Para santri yang gugur dalam pertempuran itu berjumlah 86 orang. Meninggal di Singaparna karena disiksa sebanyak 4 orang. Meninggal di penjara Tasikmalaya karena disiksa sebanyak 2 orang. Meninggal di Penjara Sukamiskin Bandung sebanyak 38 orang, dan yang mengalami cacat (kehilangan mata atau ingatan) sebanyak 10 orang.
Sehari setelah insiden itu, antara 700-900 orang ditangkap dan dimasukkan ke dalam penjara di Tasikmalaya. Sementara itu, KH Zaenal Mustofa sempat memberi instruksi secara rahasia kepada para santri dan seluruh pengikutnya yang ditahan agar tidak mengaku terlibat dalam pertempuran melawan Jepang, termasuk dalam kematian para opsir Jepang, dan pertanggungjawaban tentang pemberontakan Singaparna dipikul sepenuhnya oleh KH Zaenal Mustofa.
Akibatnya, sebanyak 23 orang yang dianggap bersalah, termasuk KH Zaenal Mustofa sendiri, dibawa ke Jakarta untuk diadili. Namun mereka hilang tak tentu rimbanya.

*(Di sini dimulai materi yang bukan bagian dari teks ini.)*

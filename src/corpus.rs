//! JSON Lines persistence for mined and cleaned corpora.

use std::fs::File;
use std::io::{BufRead, BufReader, Write};
use std::path::Path;

use serde::Serialize;
use serde::de::DeserializeOwned;
use tracing::debug;

use crate::error::Result;
use crate::persist::{require_input, write_atomic};

/// Records read from a JSONL file, plus the number of lines that did not
/// decode. Blank lines are neither.
#[derive(Debug)]
pub struct JsonlRead<T> {
    pub records: Vec<T>,
    pub malformed: usize,
}

pub fn read_jsonl<T: DeserializeOwned>(path: &Path) -> Result<JsonlRead<T>> {
    require_input(path)?;
    let reader = BufReader::new(File::open(path)?);
    let mut records = Vec::new();
    let mut malformed = 0;
    for (idx, bytes) in reader.split(b'\n').enumerate() {
        let bytes = bytes?;
        let line = match std::str::from_utf8(&bytes) {
            Ok(line) => line,
            Err(e) => {
                malformed += 1;
                debug!(path = %path.display(), line = idx + 1, error = %e, "skipping undecodable line");
                continue;
            }
        };
        if line.trim().is_empty() {
            continue;
        }
        match serde_json::from_str(line) {
            Ok(record) => records.push(record),
            Err(e) => {
                malformed += 1;
                debug!(path = %path.display(), line = idx + 1, error = %e, "skipping malformed record");
            }
        }
    }
    Ok(JsonlRead { records, malformed })
}

/// One record per line, UTF-8, replacing `path` atomically.
pub fn write_jsonl<T: Serialize>(path: &Path, records: &[T]) -> Result<()> {
    write_atomic(path, |w| {
        for record in records {
            serde_json::to_writer(&mut *w, record)?;
            w.write_all(b"\n")?;
        }
        Ok(())
    })
}

#[cfg(test)]
mod tests {
    use super::*;
    use crate::model::{CleanCorpusEntry, Lang, MinedSentence, Pos, Seed};
    use crate::morph::{MorphType, SeedType};
    use std::fs;

    fn sample() -> Vec<MinedSentence> {
        let a = Seed::new("κλικάρω", "click", Lang::Greek, MorphType::VerbMorphAro, Pos::Verb);
        let b = Seed::new("futbol", "futbol", Lang::Basque, SeedType::attested("en"), Pos::Unknown);
        vec![
            MinedSentence::from_seed(&a, "Πρέπει να κλικάρω εδώ για να συνεχίσω.", "Ποντίκι"),
            MinedSentence::from_seed(&b, "Futbol taldea \"Athletic\" da.", "Athletic"),
        ]
    }

    #[test]
    fn test_clean_entries_round_trip() {
        let dir = tempfile::tempdir().unwrap();
        let path = dir.path().join("processed").join("clean.jsonl");
        let entries: Vec<CleanCorpusEntry> = sample().into_iter().map(CleanCorpusEntry::accept).collect();
        write_jsonl(&path, &entries).unwrap();

        let text = fs::read_to_string(&path).unwrap();
        assert_eq!(text.lines().count(), 2);
        // non-ASCII stays unescaped
        assert!(text.contains("κλικάρω"));

        let read: JsonlRead<CleanCorpusEntry> = read_jsonl(&path).unwrap();
        assert_eq!(read.records, entries);
        assert_eq!(read.malformed, 0);
    }

    #[test]
    fn test_malformed_and_blank_lines() {
        let dir = tempfile::tempdir().unwrap();
        let path = dir.path().join("mined.jsonl");
        let good = serde_json::to_string(&sample()[0]).unwrap();
        fs::write(&path, format!("{good}\n\n{{not json\n{{\"term\":\"x\"}}\n{good}\n")).unwrap();

        let read: JsonlRead<MinedSentence> = read_jsonl(&path).unwrap();
        assert_eq!(read.records.len(), 2);
        assert_eq!(read.malformed, 2);
    }

    #[test]
    fn test_invalid_utf8_line_is_malformed() {
        let dir = tempfile::tempdir().unwrap();
        let path = dir.path().join("mined.jsonl");
        let good = serde_json::to_string(&sample()[1]).unwrap();
        let mut bytes = Vec::new();
        bytes.extend_from_slice(good.as_bytes());
        bytes.extend_from_slice(b"\n{\"term\":\"\xff\xfe\"}\r\n");
        bytes.extend_from_slice(good.as_bytes());
        bytes.extend_from_slice(b"\r\n");
        fs::write(&path, bytes).unwrap();

        let read: JsonlRead<MinedSentence> = read_jsonl(&path).unwrap();
        assert_eq!(read.records.len(), 2);
        assert_eq!(read.records[1].term, "futbol");
        assert_eq!(read.malformed, 1);
    }

    #[test]
    fn test_missing_file() {
        let dir = tempfile::tempdir().unwrap();
        assert!(read_jsonl::<MinedSentence>(&dir.path().join("absent.jsonl")).is_err());
    }
}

Besarnya pengaruh KH Zaenal Mustofa dalam pembentukan mental para santri dan masyarakat serta peranan pesantrennya sebagai lembaga pendidikan dan pembinaan umat membuat pemerintah Jepang merasa tidak bebas jika membiarkan pesantren ini tetap berjalan. Maka, setelah peristiwa pemberontakan tersebut, pesantren ini ditutup oleh Jepang dan tidak diperbolehkan melakukan kegiatan apapun.
Sejarah perlawanan rakyat Singaparna Jawa Barat ini menjadi catatan sejarah bagiamana heroiknya para pejuang melakukan perlawanan terhadap penjajah. Mereka berjuang untuk kemerdekaan meski harus meneteskan darah, air mata dan nyawa sekalipun.